◆ Data for processing:
= = = =
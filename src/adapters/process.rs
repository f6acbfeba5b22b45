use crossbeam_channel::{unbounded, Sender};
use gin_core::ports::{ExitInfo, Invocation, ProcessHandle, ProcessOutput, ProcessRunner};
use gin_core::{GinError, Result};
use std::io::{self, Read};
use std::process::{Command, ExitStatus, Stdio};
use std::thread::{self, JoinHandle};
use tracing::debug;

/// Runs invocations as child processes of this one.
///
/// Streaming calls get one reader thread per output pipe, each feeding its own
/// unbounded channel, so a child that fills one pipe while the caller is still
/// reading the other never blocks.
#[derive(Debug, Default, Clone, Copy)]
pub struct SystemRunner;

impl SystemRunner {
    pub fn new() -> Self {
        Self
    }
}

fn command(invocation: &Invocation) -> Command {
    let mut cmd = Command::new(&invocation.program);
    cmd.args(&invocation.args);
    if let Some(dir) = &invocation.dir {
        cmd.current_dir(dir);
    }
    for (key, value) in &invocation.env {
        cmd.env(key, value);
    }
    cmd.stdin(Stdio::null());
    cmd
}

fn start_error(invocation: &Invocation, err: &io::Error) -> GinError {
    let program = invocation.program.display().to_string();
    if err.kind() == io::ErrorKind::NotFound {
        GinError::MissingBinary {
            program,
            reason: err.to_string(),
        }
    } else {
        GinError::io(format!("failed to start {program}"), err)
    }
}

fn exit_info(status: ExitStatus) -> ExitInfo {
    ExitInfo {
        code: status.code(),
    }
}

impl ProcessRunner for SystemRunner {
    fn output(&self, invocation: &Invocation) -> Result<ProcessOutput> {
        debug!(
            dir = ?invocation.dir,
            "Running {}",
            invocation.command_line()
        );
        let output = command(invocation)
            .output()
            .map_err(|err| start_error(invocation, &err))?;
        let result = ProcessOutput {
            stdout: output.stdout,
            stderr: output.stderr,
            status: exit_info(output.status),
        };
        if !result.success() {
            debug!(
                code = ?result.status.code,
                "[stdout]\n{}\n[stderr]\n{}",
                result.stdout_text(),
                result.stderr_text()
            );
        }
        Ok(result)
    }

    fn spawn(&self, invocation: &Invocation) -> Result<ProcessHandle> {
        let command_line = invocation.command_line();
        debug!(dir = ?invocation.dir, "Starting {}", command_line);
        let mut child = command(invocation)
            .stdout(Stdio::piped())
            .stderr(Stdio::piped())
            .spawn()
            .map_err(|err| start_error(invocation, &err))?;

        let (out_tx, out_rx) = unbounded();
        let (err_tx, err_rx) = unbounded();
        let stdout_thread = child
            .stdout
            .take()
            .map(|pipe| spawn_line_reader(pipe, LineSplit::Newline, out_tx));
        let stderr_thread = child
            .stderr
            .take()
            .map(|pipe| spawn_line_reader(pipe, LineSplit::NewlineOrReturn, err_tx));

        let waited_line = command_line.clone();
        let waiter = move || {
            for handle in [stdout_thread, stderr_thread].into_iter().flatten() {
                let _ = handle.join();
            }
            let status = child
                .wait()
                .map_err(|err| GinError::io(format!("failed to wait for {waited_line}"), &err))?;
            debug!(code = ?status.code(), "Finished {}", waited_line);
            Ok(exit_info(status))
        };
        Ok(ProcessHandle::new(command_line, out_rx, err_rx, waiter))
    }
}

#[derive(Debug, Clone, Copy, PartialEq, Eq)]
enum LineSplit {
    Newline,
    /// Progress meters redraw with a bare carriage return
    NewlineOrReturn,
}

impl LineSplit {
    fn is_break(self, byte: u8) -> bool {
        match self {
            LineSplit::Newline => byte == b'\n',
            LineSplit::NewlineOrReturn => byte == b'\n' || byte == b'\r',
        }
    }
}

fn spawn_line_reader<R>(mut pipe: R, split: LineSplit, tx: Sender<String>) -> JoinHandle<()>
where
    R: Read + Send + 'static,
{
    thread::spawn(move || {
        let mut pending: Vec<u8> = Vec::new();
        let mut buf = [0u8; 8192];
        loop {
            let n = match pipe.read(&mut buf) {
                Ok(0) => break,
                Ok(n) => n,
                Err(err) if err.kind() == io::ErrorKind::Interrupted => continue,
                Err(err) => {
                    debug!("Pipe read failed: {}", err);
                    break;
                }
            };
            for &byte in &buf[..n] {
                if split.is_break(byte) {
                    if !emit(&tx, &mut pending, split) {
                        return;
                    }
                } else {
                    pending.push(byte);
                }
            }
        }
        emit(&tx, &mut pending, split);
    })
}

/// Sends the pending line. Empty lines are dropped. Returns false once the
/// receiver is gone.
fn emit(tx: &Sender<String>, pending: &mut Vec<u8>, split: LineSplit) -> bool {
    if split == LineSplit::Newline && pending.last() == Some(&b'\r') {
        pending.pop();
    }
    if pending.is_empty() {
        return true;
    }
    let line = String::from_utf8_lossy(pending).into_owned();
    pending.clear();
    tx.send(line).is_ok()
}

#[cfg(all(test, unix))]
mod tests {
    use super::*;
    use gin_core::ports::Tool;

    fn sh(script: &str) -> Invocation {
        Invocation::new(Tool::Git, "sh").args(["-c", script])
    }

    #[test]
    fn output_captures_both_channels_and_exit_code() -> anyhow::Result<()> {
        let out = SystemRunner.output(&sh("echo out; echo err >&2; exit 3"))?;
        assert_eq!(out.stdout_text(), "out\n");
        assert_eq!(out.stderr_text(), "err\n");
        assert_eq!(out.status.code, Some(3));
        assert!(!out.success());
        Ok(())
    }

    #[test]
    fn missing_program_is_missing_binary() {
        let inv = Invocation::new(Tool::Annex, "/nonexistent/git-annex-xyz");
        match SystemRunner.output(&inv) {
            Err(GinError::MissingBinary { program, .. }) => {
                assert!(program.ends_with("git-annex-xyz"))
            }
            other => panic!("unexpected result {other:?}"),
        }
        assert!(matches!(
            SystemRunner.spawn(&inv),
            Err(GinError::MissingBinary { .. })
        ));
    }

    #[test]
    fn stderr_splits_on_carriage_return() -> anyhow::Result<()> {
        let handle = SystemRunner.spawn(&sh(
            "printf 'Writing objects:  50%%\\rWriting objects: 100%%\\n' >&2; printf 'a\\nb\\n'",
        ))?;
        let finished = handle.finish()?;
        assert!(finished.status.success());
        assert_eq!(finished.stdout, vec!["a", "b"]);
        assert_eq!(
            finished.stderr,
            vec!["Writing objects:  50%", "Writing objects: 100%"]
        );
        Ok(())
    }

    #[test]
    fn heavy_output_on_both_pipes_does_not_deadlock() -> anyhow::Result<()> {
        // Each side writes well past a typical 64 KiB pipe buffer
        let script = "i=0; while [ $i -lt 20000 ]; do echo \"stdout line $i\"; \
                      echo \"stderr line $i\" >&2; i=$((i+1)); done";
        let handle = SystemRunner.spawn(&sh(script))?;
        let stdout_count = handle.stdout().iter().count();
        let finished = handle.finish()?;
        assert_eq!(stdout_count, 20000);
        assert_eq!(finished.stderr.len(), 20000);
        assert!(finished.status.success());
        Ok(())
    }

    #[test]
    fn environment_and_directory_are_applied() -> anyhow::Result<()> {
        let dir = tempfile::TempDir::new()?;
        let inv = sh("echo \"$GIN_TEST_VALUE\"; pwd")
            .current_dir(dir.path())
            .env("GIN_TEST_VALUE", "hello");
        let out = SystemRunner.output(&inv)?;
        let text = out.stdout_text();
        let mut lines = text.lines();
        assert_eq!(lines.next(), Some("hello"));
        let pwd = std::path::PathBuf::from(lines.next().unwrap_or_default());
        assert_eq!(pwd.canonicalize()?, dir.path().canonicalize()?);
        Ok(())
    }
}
= = = =
◆ Task directions:
Print every entry exactly.

◆ Output below:
filename src/adapters/process.rs
repository f6acbfeba5b22b45
use crossbeam_channel::{unbounded, Sender};
use gin_core::ports::{ExitInfo, Invocation, ProcessHandle, ProcessOutput, ProcessRunner};
use gin_core::{GinError, Result};
use std::io::{self, Read};
use std::process::{Command, ExitStatus, Stdio};
use std::thread::{self, JoinHandle};
use tracing::debug;

/// Runs invocations as child processes of this one.
///
/// Streaming calls get one reader thread per output pipe, each feeding its own
/// unbounded channel, so a child that fills one pipe while the caller is still
/// reading the other never blocks.
#[derive(Debug, Default, Clone, Copy)]
pub struct SystemRunner;

impl SystemRunner {
    pub fn new() -> Self {
        Self
    }
}

fn command(invocation: &Invocation) -> Command {
    let mut cmd = Command::new(&invocation.program);
    cmd.args(&invocation.args);
    if let Some(dir) = &invocation.dir {
        cmd.current_dir(dir);
    }
    for (key, value) in &invocation.env {
        cmd.env(key, value);
    }
    cmd.stdin(Stdio::null());
    cmd
}

fn start_error(invocation: &Invocation, err: &io::Error) -> GinError {
    let program = invocation.program.display().to_string();
    if err.kind() == io::ErrorKind::NotFound {
        GinError::MissingBinary {
            program,
            reason: err.to_string(),
        }
    } else {
        GinError::io(format!("failed to start {program}"), err)
    }
}

fn exit_info(status: ExitStatus) -> ExitInfo {
    ExitInfo {
        code: status.code(),
    }
}

impl ProcessRunner for SystemRunner {
    fn output(&self, invocation: &Invocation) -> Result<ProcessOutput> {
        debug!(
            dir = ?invocation.dir,
            "Running {}",
            invocation.command_line()
        );
        let output = command(invocation)
            .output()
            .map_err(|err| start_error(invocation, &err))?;
        let result = ProcessOutput {
            stdout: output.stdout,
            stderr: output.stderr,
            status: exit_info(output.status),
        };
        if !result.success() {
            debug!(
                code = ?result.status.code,
                "[stdout]\n{}\n[stderr]\n{}",
                result.stdout_text(),
                result.stderr_text()
            );
        }
        Ok(result)
    }

    fn spawn(&self, invocation: &Invocation) -> Result<ProcessHandle> {
        let command_line = invocation.command_line();
        debug!(dir = ?invocation.dir, "Starting {}", command_line);
        let mut child = command(invocation)
            .stdout(Stdio::piped())
            .stderr(Stdio::piped())
            .spawn()
            .map_err(|err| start_error(invocation, &err))?;

        let (out_tx, out_rx) = unbounded();
        let (err_tx, err_rx) = unbounded();
        let stdout_thread = child
            .stdout
            .take()
            .map(|pipe| spawn_line_reader(pipe, LineSplit::Newline, out_tx));
        let stderr_thread = child
            .stderr
            .take()
            .map(|pipe| spawn_line_reader(pipe, LineSplit::NewlineOrReturn, err_tx));

        let waited_line = command_line.clone();
        let waiter = move || {
            for handle in [stdout_thread, stderr_thread].into_iter().flatten() {
                let _ = handle.join();
            }
            let status = child
                .wait()
                .map_err(|err| GinError::io(format!("failed to wait for {waited_line}"), &err))?;
            debug!(code = ?status.code(), "Finished {}", waited_line);
            Ok(exit_info(status))
        };
        Ok(ProcessHandle::new(command_line, out_rx, err_rx, waiter))
    }
}

#[derive(Debug, Clone, Copy, PartialEq, Eq)]
enum LineSplit {
    Newline,
    /// Progress meters redraw with a bare carriage return
    NewlineOrReturn,
}

impl LineSplit {
    fn is_break(self, byte: u8) -> bool {
        match self {
            LineSplit::Newline => byte == b'\n',
            LineSplit::NewlineOrReturn => byte == b'\n' || byte == b'\r',
        }
    }
}

fn spawn_line_reader<R>(mut pipe: R, split: LineSplit, tx: Sender<String>) -> JoinHandle<()>
where
    R: Read + Send + 'static,
{
    thread::spawn(move || {
        let mut pending: Vec<u8> = Vec::new();
        let mut buf = [0u8; 8192];
        loop {
            let n = match pipe.read(&mut buf) {
                Ok(0) => break,
                Ok(n) => n,
                Err(err) if err.kind() == io::ErrorKind::Interrupted => continue,
                Err(err) => {
                    debug!("Pipe read failed: {}", err);
                    break;
                }
            };
            for &byte in &buf[..n] {
                if split.is_break(byte) {
                    if !emit(&tx, &mut pending, split) {
                        return;
                    }
                } else {
                    pending.push(byte);
                }
            }
        }
        emit(&tx, &mut pending, split);
    })
}

/// Sends the pending line. Empty lines are dropped. Returns false once the
/// receiver is gone.
fn emit(tx: &Sender<String>, pending: &mut Vec<u8>, split: LineSplit) -> bool {
    if split == LineSplit::Newline && pending.last() == Some(&b'\r') {
        pending.pop();
    }
    if pending.is_empty() {
        return true;
    }
    let line = String::from_utf8_lossy(pending).into_owned();
    pending.clear();
    tx.send(line).is_ok()
}

#[cfg(all(test, unix))]
mod tests {
    use super::*;
    use gin_core::ports::Tool;

    fn sh(script: &str) -> Invocation {
        Invocation::new(Tool::Git, "sh").args(["-c", script])
    }

    #[test]
    fn output_captures_both_channels_and_exit_code() -> anyhow::Result<()> {
        let out = SystemRunner.output(&sh("echo out; echo err >&2; exit 3"))?;
        assert_eq!(out.stdout_text(), "out\n");
        assert_eq!(out.stderr_text(), "err\n");
        assert_eq!(out.status.code, Some(3));
        assert!(!out.success());
        Ok(())
    }

    #[test]
    fn missing_program_is_missing_binary() {
        let inv = Invocation::new(Tool::Annex, "/nonexistent/git-annex-xyz");
        match SystemRunner.output(&inv) {
            Err(GinError::MissingBinary { program, .. }) => {
                assert!(program.ends_with("git-annex-xyz"))
            }
            other => panic!("unexpected result {other:?}"),
        }
        assert!(matches!(
            SystemRunner.spawn(&inv),
            Err(GinError::MissingBinary { .. })
        ));
    }

    #[test]
    fn stderr_splits_on_carriage_return() -> anyhow::Result<()> {
        let handle = SystemRunner.spawn(&sh(
            "printf 'Writing objects:  50%%\\rWriting objects: 100%%\\n' >&2; printf 'a\\nb\\n'",
        ))?;
        let finished = handle.finish()?;
        assert!(finished.status.success());
        assert_eq!(finished.stdout, vec!["a", "b"]);
        assert_eq!(
            finished.stderr,
            vec!["Writing objects:  50%", "Writing objects: 100%"]
        );
        Ok(())
    }

    #[test]
    fn heavy_output_on_both_pipes_does_not_deadlock() -> anyhow::Result<()> {
        // Each side writes well past a typical 64 KiB pipe buffer
        let script = "i=0; while [ $i -lt 20000 ]; do echo \"stdout line $i\"; \
                      echo \"stderr line $i\" >&2; i=$((i+1)); done";
        let handle = SystemRunner.spawn(&sh(script))?;
        let stdout_count = handle.stdout().iter().count();
        let finished = handle.finish()?;
        assert_eq!(stdout_count, 20000);
        assert_eq!(finished.stderr.len(), 20000);
        assert!(finished.status.success());
        Ok(())
    }

    #[test]
    fn environment_and_directory_are_applied() -> anyhow::Result<()> {
        let dir = tempfile::TempDir::new()?;
        let inv = sh("echo \"$GIN_TEST_VALUE\"; pwd")
            .current_dir(dir.path())
            .env("GIN_TEST_VALUE", "hello");
        let out = SystemRunner.output(&inv)?;
        let text = out.stdout_text();
        let mut lines = text.lines();
        assert_eq!(lines.next(), Some("hello"));
        let pwd = std::path::PathBuf::from(lines.next().unwrap_or_default());
        assert_eq!(pwd.canonicalize()?, dir.path().canonicalize()?);
        Ok(())
    }
}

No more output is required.